- Exercise details -
For each line in the data below that has the word "ping", copy that line.

(Dataset entries)
//! Rewriting provider abstraction
//!
//! This module provides a unified interface for the remote services that
//! rewrite text on our behalf:
//! - Google Gemini (`generateContent`)
//! - Anthropic Messages API
//! - OpenAI Chat Completions
//! - Echo, an offline provider that returns its input (dry runs and tests)
//!
//! Providers are responsible for classifying failures at this boundary: a
//! throttling signal becomes [`RemoteError::RateLimited`], everything else is
//! [`RemoteError::Service`].

pub mod anthropic;
pub mod echo;
pub mod gemini;
pub mod openai;

use std::sync::Arc;

use async_trait::async_trait;
use serde::{Deserialize, Serialize};

use crate::error::RemoteError;

pub use anthropic::AnthropicProvider;
pub use echo::EchoProvider;
pub use gemini::GeminiProvider;
pub use openai::OpenAIProvider;

/// One rewrite request: the instruction set plus the text to rewrite.
#[derive(Debug, Clone, PartialEq)]
pub struct RewriteRequest {
    /// System instruction. Empty means none.
    pub instructions: String,
    /// Text to rewrite
    pub input: String,
    /// Sampling temperature; `None` leaves the provider default
    pub temperature: Option<f32>,
}

impl RewriteRequest {
    pub fn new(instructions: impl Into<String>, input: impl Into<String>) -> Self {
        Self {
            instructions: instructions.into(),
            input: input.into(),
            temperature: None,
        }
    }

    pub fn with_temperature(mut self, temperature: Option<f32>) -> Self {
        self.temperature = temperature;
        self
    }
}

/// Unified rewriting provider interface
#[async_trait]
pub trait RewriteProvider: Send + Sync {
    /// Rewrite `request.input` following `request.instructions`.
    ///
    /// Returns the output text, which may be empty; judging whether an output
    /// is usable is the caller's job.
    async fn rewrite(&self, request: &RewriteRequest) -> Result<String, RemoteError>;

    /// Get the provider name (e.g., "gemini", "anthropic", "openai", "echo")
    fn provider_name(&self) -> &'static str;

    /// Get the model identifier
    fn model_id(&self) -> &str;

    /// Connectivity probe: a single "ping" request, never retried.
    async fn ping(&self) -> Result<(), RemoteError> {
        let reply = self.rewrite(&RewriteRequest::new("", "ping")).await?;
        if reply.trim().is_empty() {
            return Err(RemoteError::service("empty reply to ping"));
        }
        Ok(())
    }
}

/// Provider configuration stored in settings
#[derive(Clone, Serialize, Deserialize, PartialEq)]
#[serde(tag = "type", rename_all = "snake_case")]
pub enum ProviderConfig {
    /// Google Gemini API
    Gemini {
        api_key: String,
        model: String,
        #[serde(default, skip_serializing_if = "Option::is_none")]
        base_url: Option<String>,
    },
    /// Anthropic API
    Anthropic {
        api_key: String,
        model: String,
        #[serde(default, skip_serializing_if = "Option::is_none")]
        base_url: Option<String>,
    },
    /// OpenAI API
    #[serde(rename = "openai")]
    OpenAI {
        api_key: String,
        model: String,
        #[serde(default, skip_serializing_if = "Option::is_none")]
        base_url: Option<String>,
    },
    /// Offline dry run, returns text unchanged
    Echo,
}

impl ProviderConfig {
    /// Get the provider type name
    pub fn provider_type(&self) -> &'static str {
        match self {
            ProviderConfig::Gemini { .. } => "gemini",
            ProviderConfig::Anthropic { .. } => "anthropic",
            ProviderConfig::OpenAI { .. } => "openai",
            ProviderConfig::Echo => "echo",
        }
    }

    /// Get the model ID
    pub fn model_id(&self) -> &str {
        match self {
            ProviderConfig::Gemini { model, .. } => model,
            ProviderConfig::Anthropic { model, .. } => model,
            ProviderConfig::OpenAI { model, .. } => model,
            ProviderConfig::Echo => echo::MODEL_ID,
        }
    }

    /// Pick a provider from API keys in the environment.
    ///
    /// Checked in order: `GEMINI_API_KEY` (or the legacy `API_KEY`),
    /// `ANTHROPIC_API_KEY`, `OPENAI_API_KEY`.
    pub fn from_env() -> Option<Self> {
        let var = |name: &str| std::env::var(name).ok().filter(|v| !v.trim().is_empty());

        if let Some(api_key) = var("GEMINI_API_KEY").or_else(|| var("API_KEY")) {
            return Some(ProviderConfig::Gemini {
                api_key,
                model: gemini::DEFAULT_MODEL.to_string(),
                base_url: None,
            });
        }
        if let Some(api_key) = var("ANTHROPIC_API_KEY") {
            return Some(ProviderConfig::Anthropic {
                api_key,
                model: anthropic::DEFAULT_MODEL.to_string(),
                base_url: None,
            });
        }
        var("OPENAI_API_KEY").map(|api_key| ProviderConfig::OpenAI {
            api_key,
            model: openai::DEFAULT_MODEL.to_string(),
            base_url: None,
        })
    }

    /// Instantiate the configured provider.
    pub fn build(&self) -> Arc<dyn RewriteProvider> {
        match self {
            ProviderConfig::Gemini {
                api_key,
                model,
                base_url,
            } => Arc::new(GeminiProvider::new(api_key, model).with_base_url(base_url.as_deref())),
            ProviderConfig::Anthropic {
                api_key,
                model,
                base_url,
            } => {
                Arc::new(AnthropicProvider::new(api_key, model).with_base_url(base_url.as_deref()))
            }
            ProviderConfig::OpenAI {
                api_key,
                model,
                base_url,
            } => Arc::new(OpenAIProvider::new(api_key, model).with_base_url(base_url.as_deref())),
            ProviderConfig::Echo => Arc::new(EchoProvider),
        }
    }
}

// API keys stay out of logs.
impl std::fmt::Debug for ProviderConfig {
    fn fmt(&self, f: &mut std::fmt::Formatter<'_>) -> std::fmt::Result {
        match self {
            ProviderConfig::Echo => write!(f, "Echo"),
            other => f
                .debug_struct(other.provider_type())
                .field("model", &other.model_id())
                .field("api_key", &"***")
                .finish(),
        }
    }
}

/// Fallback error text when a response body carries no usable message.
pub(crate) fn body_or_status(body: &str, status: u16) -> String {
    let body = body.trim();
    if body.is_empty() {
        format!("HTTP {status}")
    } else {
        body.chars().take(500).collect()
    }
}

- Solution for this problem -
    /// Connectivity probe: a single "ping" request, never retried.
    async fn ping(&self) -> Result<(), RemoteError> {
        let reply = self.rewrite(&RewriteRequest::new("", "ping")).await?;
            return Err(RemoteError::service("empty reply to ping"));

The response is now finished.